Exercise instructions | Restate each entry below without changing a word.

Stored items
####################
mod loader;
mod types;
mod validate;

pub use loader::{load_config, load_config_from_str};
pub use types::*;
pub use validate::validate_config;

use thiserror::Error;

#[derive(Debug, Error)]
pub enum ConfigError {
    #[error("Configuration file not found: {0}")]
    FileNotFound(String),

    #[error("Failed to parse configuration: {0}")]
    ParseError(String),

    #[error("Configuration validation failed: {0}")]
    ValidationError(String),
}
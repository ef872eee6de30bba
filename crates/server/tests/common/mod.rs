//! Common test utilities for API testing with mocks.
//!
//! This module provides a test fixture that creates an in-process server
//! with mock dependencies injected, so jobs run end to end without ffmpeg
//! or network access.

#![allow(dead_code)]

use std::sync::Arc;
use std::time::Duration;

use axum::body::Body;
use axum::http::{Request, StatusCode};
use axum::Router;
use http_body_util::BodyExt;
use serde_json::Value;
use tempfile::TempDir;
use tower::ServiceExt;

use montage_core::{
    testing::{MockEngine, MockStager},
    Config, FetchConfig, HttpAssetStager, InMemoryJobStore, JobConfig, JobPipeline, RenderConfig,
};

/// Re-export fixtures for test convenience
pub use montage_core::testing::fixtures;

/// Test fixture for API testing with mock dependencies.
///
/// # Example
///
/// ```rust,ignore
/// #[tokio::test]
/// async fn test_job_submission() {
///     let fixture = TestFixture::new();
///
///     let response = fixture.post("/api/v1/jobs", json!({
///         "duration": 5.0, "width": 1280, "height": 720
///     })).await;
///
///     assert_eq!(response.status, 202);
/// }
/// ```
pub struct TestFixture {
    /// The Axum router for testing
    pub router: Router,
    /// Mock engine - control renders and probes
    pub engine: Arc<MockEngine>,
    /// Mock stager - records staged jobs
    pub stager: Arc<MockStager>,
    /// Temporary directory for work and output files
    pub temp_dir: TempDir,
}

/// Response from a test request
#[derive(Debug)]
pub struct TestResponse {
    pub status: StatusCode,
    pub body: Value,
}

impl TestFixture {
    /// Create a new test fixture with default mocks.
    pub fn new() -> Self {
        Self::build(None)
    }

    /// Like [`new`](Self::new), but also reports the download pool and rate
    /// limiter of a real stager built from `fetch`. Jobs still use the mocks.
    pub fn with_fetcher(fetch: FetchConfig) -> Self {
        Self::build(Some(fetch))
    }

    fn build(fetch: Option<FetchConfig>) -> Self {
        let temp_dir = TempDir::new().expect("Failed to create temp dir");
        let engine = Arc::new(MockEngine::new());
        let stager = Arc::new(MockStager::new());

        let jobs = JobConfig::new(temp_dir.path().join("work"), temp_dir.path().join("out"));
        let config = Config {
            jobs: jobs.clone(),
            ..Config::default()
        };

        let pipeline = JobPipeline::new(
            engine.clone(),
            stager.clone(),
            Arc::new(InMemoryJobStore::new()),
            RenderConfig::default(),
            jobs,
        );

        let mut state = montage_server::state::AppState::new(config, pipeline);
        if let Some(fetch) = fetch {
            let fetcher = HttpAssetStager::new(fetch).expect("Failed to create stager");
            state = state.with_fetcher(Arc::new(fetcher));
        }
        let state = Arc::new(state);
        let router = montage_server::api::create_router(state);

        Self {
            router,
            engine,
            stager,
            temp_dir,
        }
    }

    /// Send a GET request to the test server.
    pub async fn get(&self, path: &str) -> TestResponse {
        self.request("GET", path, None).await
    }

    /// Send a POST request with JSON body.
    pub async fn post(&self, path: &str, body: Value) -> TestResponse {
        self.request("POST", path, Some(body)).await
    }

    /// Send a DELETE request.
    pub async fn delete(&self, path: &str) -> TestResponse {
        self.request("DELETE", path, None).await
    }

    /// Send a DELETE request with JSON body.
    pub async fn delete_with_body(&self, path: &str, body: Value) -> TestResponse {
        self.request("DELETE", path, Some(body)).await
    }

    /// Send a POST request with raw string body (for testing malformed JSON).
    pub async fn post_raw(&self, path: &str, body: &str) -> TestResponse {
        let request = Request::builder()
            .method("POST")
            .uri(path)
            .header("Content-Type", "application/json")
            .body(Body::from(body.to_string()))
            .unwrap();
        self.send(request).await
    }

    /// Fetch the raw metrics exposition.
    pub async fn metrics_text(&self) -> (StatusCode, String) {
        let request = Request::builder()
            .uri("/metrics")
            .body(Body::empty())
            .unwrap();
        let response = self
            .router
            .clone()
            .oneshot(request)
            .await
            .expect("Failed to send request");
        let status = response.status();
        let bytes = response
            .into_body()
            .collect()
            .await
            .expect("Failed to collect body")
            .to_bytes();
        (status, String::from_utf8_lossy(&bytes).into_owned())
    }

    /// Poll a job until it reaches a terminal status.
    pub async fn wait_for_terminal(&self, id: &str) -> Value {
        for _ in 0..200 {
            let response = self.get(&format!("/api/v1/jobs/{}", id)).await;
            let status = response.body["status"].as_str().unwrap_or_default();
            if matches!(status, "completed" | "failed" | "cancelled") {
                return response.body;
            }
            tokio::time::sleep(Duration::from_millis(10)).await;
        }
        panic!("job {} never reached a terminal status", id);
    }

    /// Send a request to the test server.
    async fn request(&self, method: &str, path: &str, body: Option<Value>) -> TestResponse {
        let mut request_builder = Request::builder().method(method).uri(path);

        let body = if let Some(json_body) = body {
            request_builder = request_builder.header("Content-Type", "application/json");
            Body::from(serde_json::to_vec(&json_body).unwrap())
        } else {
            Body::empty()
        };

        self.send(request_builder.body(body).unwrap()).await
    }

    async fn send(&self, request: Request<Body>) -> TestResponse {
        let response = self
            .router
            .clone()
            .oneshot(request)
            .await
            .expect("Failed to send request");

        let status = response.status();
        let body_bytes = response
            .into_body()
            .collect()
            .await
            .expect("Failed to collect body")
            .to_bytes();

        let body: Value = if body_bytes.is_empty() {
            Value::Null
        } else {
            serde_json::from_slice(&body_bytes).unwrap_or(Value::Null)
        };

        TestResponse { status, body }
    }
}

/// Helper to assert a response has expected status.
#[macro_export]
macro_rules! assert_status {
    ($response:expr, $status:expr) => {
        assert_eq!(
            $response.status, $status,
            "Expected status {:?}, got {:?}. Body: {}",
            $status,
            $response.status,
            serde_json::to_string_pretty(&$response.body).unwrap_or_default()
        );
    };
}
####################
Task result |
mod loader;
mod types;
mod validate;

pub use loader::{load_config, load_config_from_str};
pub use types::*;
pub use validate::validate_config;

use thiserror::Error;

#[derive(Debug, Error)]
pub enum ConfigError {
    #[error("Configuration file not found: {0}")]
    FileNotFound(String),

    #[error("Failed to parse configuration: {0}")]
    ParseError(String),

    #[error("Configuration validation failed: {0}")]
    ValidationError(String),
}
repository ef872eee6de30bba
filename crates/server/tests/common/mod.rs
//! Common test utilities for API testing with mocks.
//!
//! This module provides a test fixture that creates an in-process server
//! with mock dependencies injected, so jobs run end to end without ffmpeg
//! or network access.

#![allow(dead_code)]

use std::sync::Arc;
use std::time::Duration;

use axum::body::Body;
use axum::http::{Request, StatusCode};
use axum::Router;
use http_body_util::BodyExt;
use serde_json::Value;
use tempfile::TempDir;
use tower::ServiceExt;

use montage_core::{
    testing::{MockEngine, MockStager},
    Config, FetchConfig, HttpAssetStager, InMemoryJobStore, JobConfig, JobPipeline, RenderConfig,
};

/// Re-export fixtures for test convenience
pub use montage_core::testing::fixtures;

/// Test fixture for API testing with mock dependencies.
///
/// # Example
///
/// ```rust,ignore
/// #[tokio::test]
/// async fn test_job_submission() {
///     let fixture = TestFixture::new();
///
///     let response = fixture.post("/api/v1/jobs", json!({
///         "duration": 5.0, "width": 1280, "height": 720
///     })).await;
///
///     assert_eq!(response.status, 202);
/// }
/// ```
pub struct TestFixture {
    /// The Axum router for testing
    pub router: Router,
    /// Mock engine - control renders and probes
    pub engine: Arc<MockEngine>,
    /// Mock stager - records staged jobs
    pub stager: Arc<MockStager>,
    /// Temporary directory for work and output files
    pub temp_dir: TempDir,
}

/// Response from a test request
#[derive(Debug)]
pub struct TestResponse {
    pub status: StatusCode,
    pub body: Value,
}

impl TestFixture {
    /// Create a new test fixture with default mocks.
    pub fn new() -> Self {
        Self::build(None)
    }

    /// Like [`new`](Self::new), but also reports the download pool and rate
    /// limiter of a real stager built from `fetch`. Jobs still use the mocks.
    pub fn with_fetcher(fetch: FetchConfig) -> Self {
        Self::build(Some(fetch))
    }

    fn build(fetch: Option<FetchConfig>) -> Self {
        let temp_dir = TempDir::new().expect("Failed to create temp dir");
        let engine = Arc::new(MockEngine::new());
        let stager = Arc::new(MockStager::new());

        let jobs = JobConfig::new(temp_dir.path().join("work"), temp_dir.path().join("out"));
        let config = Config {
            jobs: jobs.clone(),
            ..Config::default()
        };

        let pipeline = JobPipeline::new(
            engine.clone(),
            stager.clone(),
            Arc::new(InMemoryJobStore::new()),
            RenderConfig::default(),
            jobs,
        );

        let mut state = montage_server::state::AppState::new(config, pipeline);
        if let Some(fetch) = fetch {
            let fetcher = HttpAssetStager::new(fetch).expect("Failed to create stager");
            state = state.with_fetcher(Arc::new(fetcher));
        }
        let state = Arc::new(state);
        let router = montage_server::api::create_router(state);

        Self {
            router,
            engine,
            stager,
            temp_dir,
        }
    }

    /// Send a GET request to the test server.
    pub async fn get(&self, path: &str) -> TestResponse {
        self.request("GET", path, None).await
    }

    /// Send a POST request with JSON body.
    pub async fn post(&self, path: &str, body: Value) -> TestResponse {
        self.request("POST", path, Some(body)).await
    }

    /// Send a DELETE request.
    pub async fn delete(&self, path: &str) -> TestResponse {
        self.request("DELETE", path, None).await
    }

    /// Send a DELETE request with JSON body.
    pub async fn delete_with_body(&self, path: &str, body: Value) -> TestResponse {
        self.request("DELETE", path, Some(body)).await
    }

    /// Send a POST request with raw string body (for testing malformed JSON).
    pub async fn post_raw(&self, path: &str, body: &str) -> TestResponse {
        let request = Request::builder()
            .method("POST")
            .uri(path)
            .header("Content-Type", "application/json")
            .body(Body::from(body.to_string()))
            .unwrap();
        self.send(request).await
    }

    /// Fetch the raw metrics exposition.
    pub async fn metrics_text(&self) -> (StatusCode, String) {
        let request = Request::builder()
            .uri("/metrics")
            .body(Body::empty())
            .unwrap();
        let response = self
            .router
            .clone()
            .oneshot(request)
            .await
            .expect("Failed to send request");
        let status = response.status();
        let bytes = response
            .into_body()
            .collect()
            .await
            .expect("Failed to collect body")
            .to_bytes();
        (status, String::from_utf8_lossy(&bytes).into_owned())
    }

    /// Poll a job until it reaches a terminal status.
    pub async fn wait_for_terminal(&self, id: &str) -> Value {
        for _ in 0..200 {
            let response = self.get(&format!("/api/v1/jobs/{}", id)).await;
            let status = response.body["status"].as_str().unwrap_or_default();
            if matches!(status, "completed" | "failed" | "cancelled") {
                return response.body;
            }
            tokio::time::sleep(Duration::from_millis(10)).await;
        }
        panic!("job {} never reached a terminal status", id);
    }

    /// Send a request to the test server.
    async fn request(&self, method: &str, path: &str, body: Option<Value>) -> TestResponse {
        let mut request_builder = Request::builder().method(method).uri(path);

        let body = if let Some(json_body) = body {
            request_builder = request_builder.header("Content-Type", "application/json");
            Body::from(serde_json::to_vec(&json_body).unwrap())
        } else {
            Body::empty()
        };

        self.send(request_builder.body(body).unwrap()).await
    }

    async fn send(&self, request: Request<Body>) -> TestResponse {
        let response = self
            .router
            .clone()
            .oneshot(request)
            .await
            .expect("Failed to send request");

        let status = response.status();
        let body_bytes = response
            .into_body()
            .collect()
            .await
            .expect("Failed to collect body")
            .to_bytes();

        let body: Value = if body_bytes.is_empty() {
            Value::Null
        } else {
            serde_json::from_slice(&body_bytes).unwrap_or(Value::Null)
        };

        TestResponse { status, body }
    }
}

/// Helper to assert a response has expected status.
#[macro_export]
macro_rules! assert_status {
    ($response:expr, $status:expr) => {
        assert_eq!(
            $response.status, $status,
            "Expected status {:?}, got {:?}. Body: {}",
            $status,
            $response.status,
            serde_json::to_string_pretty(&$response.body).unwrap_or_default()
        );
    };
}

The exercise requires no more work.